*** THE RECORDS ***
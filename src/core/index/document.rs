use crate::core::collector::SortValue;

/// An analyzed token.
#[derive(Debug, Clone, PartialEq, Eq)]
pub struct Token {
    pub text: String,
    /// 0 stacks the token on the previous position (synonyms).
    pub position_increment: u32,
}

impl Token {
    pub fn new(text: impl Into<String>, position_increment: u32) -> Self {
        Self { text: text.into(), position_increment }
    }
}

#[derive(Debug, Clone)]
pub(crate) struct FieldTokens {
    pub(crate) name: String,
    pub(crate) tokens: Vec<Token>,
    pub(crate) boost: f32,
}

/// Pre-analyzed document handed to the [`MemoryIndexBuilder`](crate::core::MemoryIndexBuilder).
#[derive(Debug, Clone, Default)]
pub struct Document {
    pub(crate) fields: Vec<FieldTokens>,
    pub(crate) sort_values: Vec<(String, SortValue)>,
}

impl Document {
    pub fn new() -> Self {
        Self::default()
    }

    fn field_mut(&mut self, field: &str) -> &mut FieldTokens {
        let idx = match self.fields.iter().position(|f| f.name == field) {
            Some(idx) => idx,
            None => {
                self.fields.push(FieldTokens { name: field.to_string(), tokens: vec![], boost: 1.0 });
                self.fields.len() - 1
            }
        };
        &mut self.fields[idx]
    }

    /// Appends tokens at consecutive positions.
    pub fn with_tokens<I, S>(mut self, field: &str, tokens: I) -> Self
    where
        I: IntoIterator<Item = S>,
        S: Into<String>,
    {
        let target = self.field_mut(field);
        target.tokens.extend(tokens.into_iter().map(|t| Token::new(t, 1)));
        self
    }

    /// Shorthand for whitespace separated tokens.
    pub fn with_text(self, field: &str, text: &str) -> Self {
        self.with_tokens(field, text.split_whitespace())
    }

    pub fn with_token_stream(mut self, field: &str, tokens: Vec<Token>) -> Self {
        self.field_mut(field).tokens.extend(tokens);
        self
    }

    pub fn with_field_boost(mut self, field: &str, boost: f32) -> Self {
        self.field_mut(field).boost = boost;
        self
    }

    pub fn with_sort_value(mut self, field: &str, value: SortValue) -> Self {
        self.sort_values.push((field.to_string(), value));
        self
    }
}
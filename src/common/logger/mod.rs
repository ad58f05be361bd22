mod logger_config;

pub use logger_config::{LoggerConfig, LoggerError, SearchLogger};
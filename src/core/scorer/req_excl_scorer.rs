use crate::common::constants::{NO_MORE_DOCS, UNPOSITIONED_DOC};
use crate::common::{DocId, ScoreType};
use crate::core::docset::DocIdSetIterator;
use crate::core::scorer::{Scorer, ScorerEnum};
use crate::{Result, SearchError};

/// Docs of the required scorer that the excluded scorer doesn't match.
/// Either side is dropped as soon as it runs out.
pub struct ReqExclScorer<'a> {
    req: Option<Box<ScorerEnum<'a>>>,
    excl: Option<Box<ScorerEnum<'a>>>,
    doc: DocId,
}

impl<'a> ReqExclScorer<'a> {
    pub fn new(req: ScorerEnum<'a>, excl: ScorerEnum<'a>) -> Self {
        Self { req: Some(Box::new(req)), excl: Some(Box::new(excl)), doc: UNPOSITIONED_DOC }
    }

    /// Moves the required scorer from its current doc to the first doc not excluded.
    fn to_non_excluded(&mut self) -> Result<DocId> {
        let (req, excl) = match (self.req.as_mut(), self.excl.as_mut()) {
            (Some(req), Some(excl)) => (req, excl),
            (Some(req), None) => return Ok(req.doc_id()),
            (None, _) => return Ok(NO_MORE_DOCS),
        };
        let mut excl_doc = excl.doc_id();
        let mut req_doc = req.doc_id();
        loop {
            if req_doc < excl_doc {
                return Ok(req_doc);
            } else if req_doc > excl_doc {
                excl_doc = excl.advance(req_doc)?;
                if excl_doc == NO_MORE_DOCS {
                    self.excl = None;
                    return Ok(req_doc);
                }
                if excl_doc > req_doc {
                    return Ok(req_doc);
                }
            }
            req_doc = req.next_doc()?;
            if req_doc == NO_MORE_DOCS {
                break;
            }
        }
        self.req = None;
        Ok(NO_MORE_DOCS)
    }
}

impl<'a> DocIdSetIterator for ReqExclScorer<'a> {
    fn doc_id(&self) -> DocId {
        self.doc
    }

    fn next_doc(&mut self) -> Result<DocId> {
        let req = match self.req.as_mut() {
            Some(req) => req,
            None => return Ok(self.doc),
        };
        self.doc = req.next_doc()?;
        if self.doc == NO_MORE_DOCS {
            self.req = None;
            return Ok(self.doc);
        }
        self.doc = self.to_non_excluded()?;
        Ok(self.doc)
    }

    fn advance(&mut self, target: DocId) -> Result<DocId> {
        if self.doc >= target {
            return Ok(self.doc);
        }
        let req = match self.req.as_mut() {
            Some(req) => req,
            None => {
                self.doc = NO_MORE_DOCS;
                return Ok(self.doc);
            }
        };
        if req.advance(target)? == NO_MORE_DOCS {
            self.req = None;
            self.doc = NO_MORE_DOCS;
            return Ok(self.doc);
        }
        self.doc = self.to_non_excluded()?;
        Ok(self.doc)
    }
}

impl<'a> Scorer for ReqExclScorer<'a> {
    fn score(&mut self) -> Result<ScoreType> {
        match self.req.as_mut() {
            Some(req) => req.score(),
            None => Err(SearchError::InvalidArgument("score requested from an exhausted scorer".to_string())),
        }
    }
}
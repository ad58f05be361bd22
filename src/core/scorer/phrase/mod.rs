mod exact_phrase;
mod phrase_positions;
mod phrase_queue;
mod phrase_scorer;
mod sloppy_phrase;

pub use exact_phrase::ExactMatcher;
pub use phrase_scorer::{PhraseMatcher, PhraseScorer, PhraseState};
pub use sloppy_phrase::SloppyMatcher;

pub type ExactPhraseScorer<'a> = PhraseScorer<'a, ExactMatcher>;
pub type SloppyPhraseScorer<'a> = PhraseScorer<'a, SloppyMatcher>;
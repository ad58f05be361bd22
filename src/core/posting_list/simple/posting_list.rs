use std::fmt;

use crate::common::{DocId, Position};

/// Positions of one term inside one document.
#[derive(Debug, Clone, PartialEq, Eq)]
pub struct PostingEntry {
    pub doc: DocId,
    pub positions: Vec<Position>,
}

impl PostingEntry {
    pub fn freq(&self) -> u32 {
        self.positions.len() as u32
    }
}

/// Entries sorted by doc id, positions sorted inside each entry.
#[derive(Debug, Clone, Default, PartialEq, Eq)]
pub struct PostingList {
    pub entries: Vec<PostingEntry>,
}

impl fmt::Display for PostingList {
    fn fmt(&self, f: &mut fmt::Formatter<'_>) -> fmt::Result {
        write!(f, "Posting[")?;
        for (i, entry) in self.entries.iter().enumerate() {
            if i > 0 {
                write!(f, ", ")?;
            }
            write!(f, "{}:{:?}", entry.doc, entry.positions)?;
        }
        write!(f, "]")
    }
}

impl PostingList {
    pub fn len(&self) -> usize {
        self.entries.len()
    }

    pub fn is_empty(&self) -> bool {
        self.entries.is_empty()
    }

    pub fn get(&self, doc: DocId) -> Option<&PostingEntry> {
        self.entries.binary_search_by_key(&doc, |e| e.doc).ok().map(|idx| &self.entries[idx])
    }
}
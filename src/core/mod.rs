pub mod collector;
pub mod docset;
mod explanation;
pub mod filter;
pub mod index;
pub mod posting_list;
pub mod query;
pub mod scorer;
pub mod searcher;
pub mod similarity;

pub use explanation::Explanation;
***
Reproduce the lines above. Leave each one as it is.

OUTPUT OF THE EXERCISE →
filename src/core/index/document.rs
use crate::core::collector::SortValue;

/// An analyzed token.
#[derive(Debug, Clone, PartialEq, Eq)]
pub struct Token {
    pub text: String,
    /// 0 stacks the token on the previous position (synonyms).
    pub position_increment: u32,
}

impl Token {
    pub fn new(text: impl Into<String>, position_increment: u32) -> Self {
        Self { text: text.into(), position_increment }
    }
}

#[derive(Debug, Clone)]
pub(crate) struct FieldTokens {
    pub(crate) name: String,
    pub(crate) tokens: Vec<Token>,
    pub(crate) boost: f32,
}

/// Pre-analyzed document handed to the [`MemoryIndexBuilder`](crate::core::MemoryIndexBuilder).
#[derive(Debug, Clone, Default)]
pub struct Document {
    pub(crate) fields: Vec<FieldTokens>,
    pub(crate) sort_values: Vec<(String, SortValue)>,
}

impl Document {
    pub fn new() -> Self {
        Self::default()
    }

    fn field_mut(&mut self, field: &str) -> &mut FieldTokens {
        let idx = match self.fields.iter().position(|f| f.name == field) {
            Some(idx) => idx,
            None => {
                self.fields.push(FieldTokens { name: field.to_string(), tokens: vec![], boost: 1.0 });
                self.fields.len() - 1
            }
        };
        &mut self.fields[idx]
    }

    /// Appends tokens at consecutive positions.
    pub fn with_tokens<I, S>(mut self, field: &str, tokens: I) -> Self
    where
        I: IntoIterator<Item = S>,
        S: Into<String>,
    {
        let target = self.field_mut(field);
        target.tokens.extend(tokens.into_iter().map(|t| Token::new(t, 1)));
        self
    }

    /// Shorthand for whitespace separated tokens.
    pub fn with_text(self, field: &str, text: &str) -> Self {
        self.with_tokens(field, text.split_whitespace())
    }

    pub fn with_token_stream(mut self, field: &str, tokens: Vec<Token>) -> Self {
        self.field_mut(field).tokens.extend(tokens);
        self
    }

    pub fn with_field_boost(mut self, field: &str, boost: f32) -> Self {
        self.field_mut(field).boost = boost;
        self
    }

    pub fn with_sort_value(mut self, field: &str, value: SortValue) -> Self {
        self.sort_values.push((field.to_string(), value));
        self
    }
}
filename src/common/logger/mod.rs
repository ad58f05be361bd22
mod logger_config;

pub use logger_config::{LoggerConfig, LoggerError, SearchLogger};
filename src/core/scorer/req_excl_scorer.rs
use crate::common::constants::{NO_MORE_DOCS, UNPOSITIONED_DOC};
use crate::common::{DocId, ScoreType};
use crate::core::docset::DocIdSetIterator;
use crate::core::scorer::{Scorer, ScorerEnum};
use crate::{Result, SearchError};

/// Docs of the required scorer that the excluded scorer doesn't match.
/// Either side is dropped as soon as it runs out.
pub struct ReqExclScorer<'a> {
    req: Option<Box<ScorerEnum<'a>>>,
    excl: Option<Box<ScorerEnum<'a>>>,
    doc: DocId,
}

impl<'a> ReqExclScorer<'a> {
    pub fn new(req: ScorerEnum<'a>, excl: ScorerEnum<'a>) -> Self {
        Self { req: Some(Box::new(req)), excl: Some(Box::new(excl)), doc: UNPOSITIONED_DOC }
    }

    /// Moves the required scorer from its current doc to the first doc not excluded.
    fn to_non_excluded(&mut self) -> Result<DocId> {
        let (req, excl) = match (self.req.as_mut(), self.excl.as_mut()) {
            (Some(req), Some(excl)) => (req, excl),
            (Some(req), None) => return Ok(req.doc_id()),
            (None, _) => return Ok(NO_MORE_DOCS),
        };
        let mut excl_doc = excl.doc_id();
        let mut req_doc = req.doc_id();
        loop {
            if req_doc < excl_doc {
                return Ok(req_doc);
            } else if req_doc > excl_doc {
                excl_doc = excl.advance(req_doc)?;
                if excl_doc == NO_MORE_DOCS {
                    self.excl = None;
                    return Ok(req_doc);
                }
                if excl_doc > req_doc {
                    return Ok(req_doc);
                }
            }
            req_doc = req.next_doc()?;
            if req_doc == NO_MORE_DOCS {
                break;
            }
        }
        self.req = None;
        Ok(NO_MORE_DOCS)
    }
}

impl<'a> DocIdSetIterator for ReqExclScorer<'a> {
    fn doc_id(&self) -> DocId {
        self.doc
    }

    fn next_doc(&mut self) -> Result<DocId> {
        let req = match self.req.as_mut() {
            Some(req) => req,
            None => return Ok(self.doc),
        };
        self.doc = req.next_doc()?;
        if self.doc == NO_MORE_DOCS {
            self.req = None;
            return Ok(self.doc);
        }
        self.doc = self.to_non_excluded()?;
        Ok(self.doc)
    }

    fn advance(&mut self, target: DocId) -> Result<DocId> {
        if self.doc >= target {
            return Ok(self.doc);
        }
        let req = match self.req.as_mut() {
            Some(req) => req,
            None => {
                self.doc = NO_MORE_DOCS;
                return Ok(self.doc);
            }
        };
        if req.advance(target)? == NO_MORE_DOCS {
            self.req = None;
            self.doc = NO_MORE_DOCS;
            return Ok(self.doc);
        }
        self.doc = self.to_non_excluded()?;
        Ok(self.doc)
    }
}

impl<'a> Scorer for ReqExclScorer<'a> {
    fn score(&mut self) -> Result<ScoreType> {
        match self.req.as_mut() {
            Some(req) => req.score(),
            None => Err(SearchError::InvalidArgument("score requested from an exhausted scorer".to_string())),
        }
    }
}
repository ad58f05be361bd22
filename src/core/scorer/phrase/mod.rs
mod exact_phrase;
mod phrase_positions;
mod phrase_queue;
mod phrase_scorer;
mod sloppy_phrase;

pub use exact_phrase::ExactMatcher;
pub use phrase_scorer::{PhraseMatcher, PhraseScorer, PhraseState};
pub use sloppy_phrase::SloppyMatcher;

pub type ExactPhraseScorer<'a> = PhraseScorer<'a, ExactMatcher>;
pub type SloppyPhraseScorer<'a> = PhraseScorer<'a, SloppyMatcher>;
repository ad58f05be361bd22
filename src/core/posting_list/simple/posting_list.rs
use std::fmt;

use crate::common::{DocId, Position};

/// Positions of one term inside one document.
#[derive(Debug, Clone, PartialEq, Eq)]
pub struct PostingEntry {
    pub doc: DocId,
    pub positions: Vec<Position>,
}

impl PostingEntry {
    pub fn freq(&self) -> u32 {
        self.positions.len() as u32
    }
}

/// Entries sorted by doc id, positions sorted inside each entry.
#[derive(Debug, Clone, Default, PartialEq, Eq)]
pub struct PostingList {
    pub entries: Vec<PostingEntry>,
}

impl fmt::Display for PostingList {
    fn fmt(&self, f: &mut fmt::Formatter<'_>) -> fmt::Result {
        write!(f, "Posting[")?;
        for (i, entry) in self.entries.iter().enumerate() {
            if i > 0 {
                write!(f, ", ")?;
            }
            write!(f, "{}:{:?}", entry.doc, entry.positions)?;
        }
        write!(f, "]")
    }
}

impl PostingList {
    pub fn len(&self) -> usize {
        self.entries.len()
    }

    pub fn is_empty(&self) -> bool {
        self.entries.is_empty()
    }

    pub fn get(&self, doc: DocId) -> Option<&PostingEntry> {
        self.entries.binary_search_by_key(&doc, |e| e.doc).ok().map(|idx| &self.entries[idx])
    }
}
filename src/core/mod.rs
pub mod collector;
pub mod docset;
mod explanation;
pub mod filter;
pub mod index;
pub mod posting_list;
pub mod query;
pub mod scorer;
pub mod searcher;
pub mod similarity;

pub use explanation::Explanation;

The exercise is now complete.